What you will do. Which lines in the records below contain the word "frequency"? Copy each of them.

Dataset extract.
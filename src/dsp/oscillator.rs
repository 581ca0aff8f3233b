/// Wave shape of a drum partial
#[derive(Debug, Clone, Copy, PartialEq, Eq)]
pub enum Shape {
    /// Shell and membrane body tone
    Sine,
    /// Hard-edged partial for cymbal clusters
    Square,
}

impl Shape {
    fn at(self, phase: f32) -> f32 {
        match self {
            Shape::Sine => (phase * std::f32::consts::TAU).sin(),
            Shape::Square => {
                if phase < 0.5 {
                    1.0
                } else {
                    -1.0
                }
            }
        }
    }
}

/// Phase accumulator for one drum partial
///
/// The frequency is supplied per sample rather than stored, so a membrane
/// can sweep its pitch continuously without phase jumps.
pub struct Oscillator {
    /// Position within the current cycle (0.0 to 1.0)
    phase: f32,
    sample_period: f32,
    shape: Shape,
}

impl Oscillator {
    pub fn new(sample_rate: f32, shape: Shape) -> Self {
        Self {
            phase: 0.0,
            sample_period: 1.0 / sample_rate,
            shape,
        }
    }

    /// Output at the current phase, then advance by one sample at `frequency` Hz
    pub fn next_sample(&mut self, frequency: f32) -> f32 {
        let output = self.shape.at(self.phase);
        self.phase = (self.phase + frequency * self.sample_period).fract();
        output
    }

    /// Restart the cycle so every hit begins on the same transient
    pub fn reset(&mut self) {
        self.phase = 0.0;
    }
}
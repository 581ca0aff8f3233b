use anyhow::Result;
use crossterm::{
    event::{DisableMouseCapture, EnableMouseCapture},
    execute,
    terminal::{EnterAlternateScreen, LeaveAlternateScreen, disable_raw_mode, enable_raw_mode},
};
use ratatui::{Terminal, backend::CrosstermBackend};
use std::io::{self, Stdout};
use tracing::{debug, warn};

/// Terminal in raw mode with keyboard and mouse input captured
///
/// Input capture is held for the lifetime of this value and released on
/// drop, including when the UI loop returns early with an error.
pub struct TerminalSession {
    pub terminal: Terminal<CrosstermBackend<Stdout>>,
}

impl TerminalSession {
    pub fn new() -> Result<Self> {
        enable_raw_mode()?;
        let mut stdout = io::stdout();
        if let Err(err) = execute!(stdout, EnterAlternateScreen, EnableMouseCapture) {
            let _ = disable_raw_mode();
            return Err(err.into());
        }

        let terminal = Terminal::new(CrosstermBackend::new(stdout))?;
        debug!("Terminal session started");
        Ok(Self { terminal })
    }
}

impl Drop for TerminalSession {
    fn drop(&mut self) {
        let restored = disable_raw_mode()
            .and_then(|_| {
                execute!(
                    self.terminal.backend_mut(),
                    DisableMouseCapture,
                    LeaveAlternateScreen
                )
            })
            .and_then(|_| self.terminal.show_cursor());

        match restored {
            Ok(()) => debug!("Terminal session released"),
            Err(err) => warn!("Failed to restore terminal: {}", err),
        }
    }
}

Result for this task.
/// The frequency is supplied per sample rather than stored, so a membrane
    /// Output at the current phase, then advance by one sample at `frequency` Hz
    pub fn next_sample(&mut self, frequency: f32) -> f32 {
        self.phase = (self.phase + frequency * self.sample_period).fract();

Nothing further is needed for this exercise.